Нынешний год — ладно, переделывать некогда, а на будущий Андрея Егорыча надо обязательно надоумить: она не зря в Москву ездила.

Время между тем к обеду подкатило, день разведрился, солнце хлещет вовсю, жарища, блестят новенькие крыши, блестят листья деревьев. Полдни. Да, полдни, и на часы не надо глядеть. Вон там вдали коров доят. Машинами.

Как там мать управлялась? Все-таки сорок коров. Одна Чайка сколько хлопот задает. Что за дуреха эта Чайка, зачем ее занесло в кирпичный сарай; но ничего, она, Маша, такой мази везет, что сосок быстро зарастет. «Вылечим тебя, баловница, вылечим, Чаюшка».

Колеса стучат: «ча-ча-и-ик-ка». Маша знает, что колеса все могут выговаривать, только к ним получше прислушаться да представить себе.
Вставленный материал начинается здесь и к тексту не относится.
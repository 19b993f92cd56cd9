use proptest::prelude::*;

use crate::serialization::{WireDeserializeInto, WireSerialize};
use crate::transfer::{CoinbaseData, Input, LockScript, OutPoint, Output, UnlockScript};
use crate::{amount::Amount, block::Height};

use super::*;

fn spend(outpoint: OutPoint, unlock: UnlockScript) -> Transaction {
    Transaction::new(
        1,
        vec![Input::PrevOut { outpoint, unlock }],
        vec![Output {
            value: Amount::from_units(10),
            lock: LockScript::SingleSignature {
                pub_key_hash: [9u8; 20],
            },
        }],
    )
}

#[test]
fn coinbase_input_uses_wire_sentinel() {
    let input = Input::Coinbase {
        height: Height(42),
        data: CoinbaseData::new(b"mined by volt".to_vec()),
    };
    let bytes = input.wire_serialize_to_vec().unwrap();

    // zero hash, then the u32::MAX index sentinel
    assert_eq!(&bytes[0..32], &[0u8; 32]);
    assert_eq!(&bytes[32..36], &[0xff; 4]);

    let parsed: Input = bytes.as_slice().wire_deserialize_into().unwrap();
    assert_eq!(parsed, input);
}

#[test]
fn coinbase_payload_without_height_is_rejected() {
    let mut bytes = Vec::new();
    bytes.extend_from_slice(&[0u8; 32]);
    bytes.extend_from_slice(&u32::MAX.to_le_bytes());
    // A 2-byte payload can't hold the 4-byte height.
    bytes.push(2);
    bytes.extend_from_slice(&[1, 2]);

    assert!(bytes.as_slice().wire_deserialize_into::<Input>().is_err());
}

#[test]
fn sighash_ignores_unlock_scripts() {
    let outpoint = OutPoint {
        hash: Hash([3u8; 32]),
        index: 1,
    };
    let unsigned = spend(outpoint, UnlockScript::default());
    let signed = spend(outpoint, UnlockScript(vec![0x30; 70]));

    assert_eq!(unsigned.sighash(), signed.sighash());
    // But the transaction hashes differ, since the hash covers the unlock.
    assert_ne!(unsigned.hash(), signed.hash());
}

#[test]
fn serialized_len_matches_reported_len() {
    let transaction = spend(
        OutPoint {
            hash: Hash([5u8; 32]),
            index: 0,
        },
        UnlockScript(vec![7u8; 71]),
    );
    let bytes = transaction.wire_serialize_to_vec().unwrap();
    assert_eq!(bytes.len(), transaction.len());
}

proptest! {
    #[test]
    fn transaction_roundtrip(transaction in any::<Transaction>()) {
        let bytes = transaction.wire_serialize_to_vec()?;
        let parsed: Transaction = bytes.as_slice().wire_deserialize_into()?;

        prop_assert_eq![transaction, parsed];
    }

    #[test]
    fn transaction_len_matches_serialization(transaction in any::<Transaction>()) {
        let bytes = transaction.wire_serialize_to_vec()?;
        prop_assert_eq![bytes.len(), transaction.len()];
    }
}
Постой, постой, скоро сама Урочная. Вон карьер виднеется. Парни по-прежнему, что ль, ездят в Малиновку? Вроде Юрке не к кому, только к Рае разве. Подумаешь, Юрка! Ишь, свой «Москвич» заимел.

И хотя ехать было минут пятнадцать, Маша стала собираться, косынку повязала, вещички перед собой поставила. Считанные минуты остались, а кажется, что никак не доедет. Видно, и правда нет милее родной сторонушки.

Поезд, останавливаясь, затих. Маша подхватила вещички и, толкаясь, втиснулась в узкий проход. На перроне никто ее не встречал: телеграммы не давала, но едва из вагона вышла, у дверей вокзала заметила Егора Самылина. В Санске, видно, не по нраву пришлось. Не опять ли к матери подладился? Она, дуреха такая, все простит.

Пробежала мимо Егора, будто не видела, и он не окликнул. Кинулась по станции туда, где кирпичи грудой навалены.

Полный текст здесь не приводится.